Especially engaging was a day prior to the conference of in-depth discussions about various use-cases and technical solutions and improvements related to implementation and design.
My personal key takeaways are:
- Adoption of virtualisation, at least in the Data Mart / Information Mart area, is commonly adopted. This means the Presentation Layer is a view (or series of views) instead of a physical table populated by ETL. It makes so much sense!
- From Scott Ambler – a lot of ETL to implement ‘business rules’ really means something is wrong in the data and / or data architecture / governance. Instead of fixing things in ETL, why not fix things in the source? Keep things simple? At least some effort should be directed towards this higher goal.
- This ties in with a required greater focus on data quality. Is data really treated as a corporate asset? Is sufficient testing in place?
Design / implementation focused:
- Zero records, or ‘ghost records’ in the Satellite can also be implemented in a Point In Time (PIT) table. Or, of course, a dedicated time sliced Satellite. Usually zero records are implemented in each Satellite to create an end-to-end timeline for each record. This means that every instance of a business key in the Satellite will at least get an additional ghost record – increasing the volume and processing effort.
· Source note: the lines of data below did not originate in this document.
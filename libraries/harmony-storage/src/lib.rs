//! Harmony Storage
//!
//! `SQLite` database layer for Harmony.
//!
//! This crate provides persistent storage for users, the song catalog,
//! playlists with ordered membership, and favorites.
//!
//! # Architecture
//!
//! - **Vertical Slicing**: Each feature owns its own queries and logic
//! - **User-Scoped Context**: `LocalStorageContext` binds every call to one acting user
//! - **Dense Ordering**: Playlist positions always form `1..=N`, maintained
//!   inside one transaction per mutation
//!
//! # Example
//!
//! ```rust,no_run
//! use harmony_core::storage::StorageContext;
//! use harmony_core::types::UserId;
//! use harmony_storage::{connect, LocalStorageContext};
//!
//! # async fn example() -> Result<(), Box<dyn std::error::Error>> {
//! // Create database connection and bring the schema up to date
//! let pool = connect("sqlite://harmony.db").await?;
//!
//! // Create storage context for user 1
//! let storage = LocalStorageContext::new(pool, UserId::new(1));
//!
//! // Get the user's playlists
//! let playlists = storage.get_user_playlists().await?;
//! # Ok(())
//! # }
//! ```

mod context;
mod error;
mod transaction;

// Vertical slices
pub mod albums;
pub mod favorites;
pub mod playlists;
pub mod songs;
pub mod users;

pub use context::LocalStorageContext;
pub use error::StorageError;

use sqlx::migrate::Migrator;
use sqlx::sqlite::SqlitePool;

// Embed migrations into binary
static MIGRATOR: Migrator = sqlx::migrate!("./migrations");

/// Run database migrations
///
/// This should be called once when the application starts to ensure
/// the database schema is up to date.
///
/// # Errors
///
/// Returns an error if migrations fail to run
pub async fn run_migrations(pool: &SqlitePool) -> Result<(), sqlx::migrate::MigrateError> {
    MIGRATOR.run(pool).await
}

/// Create a new `SQLite` pool
///
/// # Arguments
///
/// * `database_url` - `SQLite` connection string (e.g., `<sqlite://harmony.db>`)
///
/// # Errors
///
/// Returns an error if the connection fails
pub async fn create_pool(database_url: &str) -> Result<SqlitePool, sqlx::Error> {
    use sqlx::sqlite::{SqliteConnectOptions, SqliteJournalMode, SqlitePoolOptions};
    use std::str::FromStr;

    tracing::debug!(url = %database_url, "Creating SQLite pool");

    let options = SqliteConnectOptions::from_str(database_url)?
        .create_if_missing(true)
        .foreign_keys(true)
        .journal_mode(SqliteJournalMode::Wal) // Readers never see a half-applied reorder
        .busy_timeout(std::time::Duration::from_secs(30)); // Wait up to 30s for locks

    let pool = SqlitePoolOptions::new()
        .max_connections(5)
        .connect_with(options)
        .await?;

    tracing::info!("SQLite pool ready");

    Ok(pool)
}

/// Create a pool and run pending migrations
///
/// # Errors
///
/// Returns an error if the connection or a migration fails
pub async fn connect(database_url: &str) -> Result<SqlitePool, StorageError> {
    let pool = create_pool(database_url)
        .await
        .map_err(|e| StorageError::Connection(e.to_string()))?;
    run_migrations(&pool).await?;
    Ok(pool)
}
With this new approach you only build full time periods for the information (business keys) that are required, saving some storage and improving performance. And, in many case the current state of information (‘Type 1 SCD’) is sufficient anyway. Not loading zero records into the Satellites is the new standard, but it goes without saying this is just another option to the array of design / architecture decisions to choose from
- Point In Time (PIT) tables can now be part of the ‘business’ Data Vault which means you can store all kinds of information in there.
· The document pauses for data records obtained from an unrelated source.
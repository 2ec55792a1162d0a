//! Storage trait bound to one acting user

use crate::error::Result;
use crate::types::{
    Album, CreateSong, EntryId, OrderedSong, Playlist, PlaylistEntry, PlaylistId, PlaylistMixes,
    Song, SongId, SongPage, UpdatePlaylist, UpdateSong, UpdateUser, User, UserId,
};
use async_trait::async_trait;

/// Storage context providing access to database operations
///
/// Every method acts on behalf of [`StorageContext::user_id`]. Playlist
/// operations treat a playlist owned by somebody else exactly like a missing
/// one, so implementations must never reveal whether a foreign playlist exists.
#[async_trait]
pub trait StorageContext: Send + Sync {
    /// Get the current user ID
    fn user_id(&self) -> UserId;

    // ========================================================================
    // Users
    // ========================================================================

    /// Get the acting user's account
    async fn current_user(&self) -> Result<User>;

    /// Apply a partial update to the acting user's account
    async fn update_current_user(&self, update: UpdateUser) -> Result<User>;

    /// Delete the acting user (cascades playlists and favorites)
    async fn delete_current_user(&self) -> Result<()>;

    // ========================================================================
    // Songs
    // ========================================================================

    /// Get one page of the catalog
    async fn list_songs(&self, limit: u32, offset: u32) -> Result<SongPage>;

    /// Get song by ID
    async fn get_song(&self, id: SongId) -> Result<Option<Song>>;

    /// Create a new song
    async fn create_song(&self, song: CreateSong) -> Result<Song>;

    /// Update a song
    async fn update_song(&self, id: SongId, update: UpdateSong) -> Result<Song>;

    /// Delete a song, removing it from every playlist
    async fn delete_song(&self, id: SongId) -> Result<()>;

    /// Search songs by title, artist or album
    async fn search_songs(&self, query: &str) -> Result<Vec<Song>>;

    // ========================================================================
    // Albums
    // ========================================================================

    /// Random sample of albums for the home screen
    async fn featured_albums(&self) -> Result<Vec<Album>>;

    // ========================================================================
    // Playlists
    // ========================================================================

    /// Fail with `PlaylistNotFound` unless the acting user owns the playlist
    async fn assert_owns_playlist(&self, id: PlaylistId) -> Result<Playlist>;

    /// Get the acting user's playlists, most recently updated first
    async fn get_user_playlists(&self) -> Result<Vec<Playlist>>;

    /// Get playlist with its songs in order
    async fn get_playlist_with_songs(&self, id: PlaylistId) -> Result<Playlist>;

    /// Create a new playlist owned by the acting user
    async fn create_playlist(&self, name: &str) -> Result<Playlist>;

    /// Rename a playlist
    async fn update_playlist(&self, id: PlaylistId, update: UpdatePlaylist) -> Result<Playlist>;

    /// Delete playlist
    async fn delete_playlist(&self, id: PlaylistId) -> Result<()>;

    /// The acting user's non-empty playlists, split into daily mixes and the rest
    async fn get_mixes(&self) -> Result<PlaylistMixes>;

    // ========================================================================
    // Playlist membership and ordering
    // ========================================================================

    /// Append a song to the end of a playlist
    async fn add_song_to_playlist(
        &self,
        playlist_id: PlaylistId,
        song_id: SongId,
    ) -> Result<PlaylistEntry>;

    /// Remove the first occurrence of a song and close the gap
    async fn remove_song_from_playlist(
        &self,
        playlist_id: PlaylistId,
        song_id: SongId,
    ) -> Result<PlaylistEntry>;

    /// Remove one specific membership row and close the gap
    async fn remove_playlist_entry(
        &self,
        playlist_id: PlaylistId,
        entry_id: EntryId,
    ) -> Result<PlaylistEntry>;

    /// Replace the whole order; index `i` becomes position `i + 1`
    async fn reorder_playlist(&self, playlist_id: PlaylistId, song_ids: Vec<SongId>)
        -> Result<()>;

    /// Replace the whole order by membership row
    async fn reorder_playlist_entries(
        &self,
        playlist_id: PlaylistId,
        entry_ids: Vec<EntryId>,
    ) -> Result<()>;

    /// Move the first occurrence of a song to `new_position`
    async fn move_song(
        &self,
        playlist_id: PlaylistId,
        song_id: SongId,
        new_position: u32,
    ) -> Result<PlaylistEntry>;

    /// Move one membership row to `new_position`
    async fn move_entry(
        &self,
        playlist_id: PlaylistId,
        entry_id: EntryId,
        new_position: u32,
    ) -> Result<PlaylistEntry>;

    /// Songs of a playlist in playlist order
    async fn get_ordered_songs(&self, playlist_id: PlaylistId) -> Result<Vec<OrderedSong>>;

    // ========================================================================
    // Favorites
    // ========================================================================

    /// Get the acting user's favorite songs, newest first
    async fn get_favorites(&self) -> Result<Vec<Song>>;

    /// Mark a song as favorite (no-op when it already is)
    async fn add_favorite(&self, song_id: SongId) -> Result<()>;

    /// Unmark a favorite song
    async fn remove_favorite(&self, song_id: SongId) -> Result<()>;
}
Specifically many thanks for Dirk Lerner and Christian Haedrich on some great explanations for time series and developments in this area. And Kent Graziano for providing improvements in the virtualization logic (LEAD instead of RANK). I presented the approach to virtualize not only the Data Marts but also the complete Data vault, hopefully it was entertaining enough.
Thanks Dan for organising a great get together!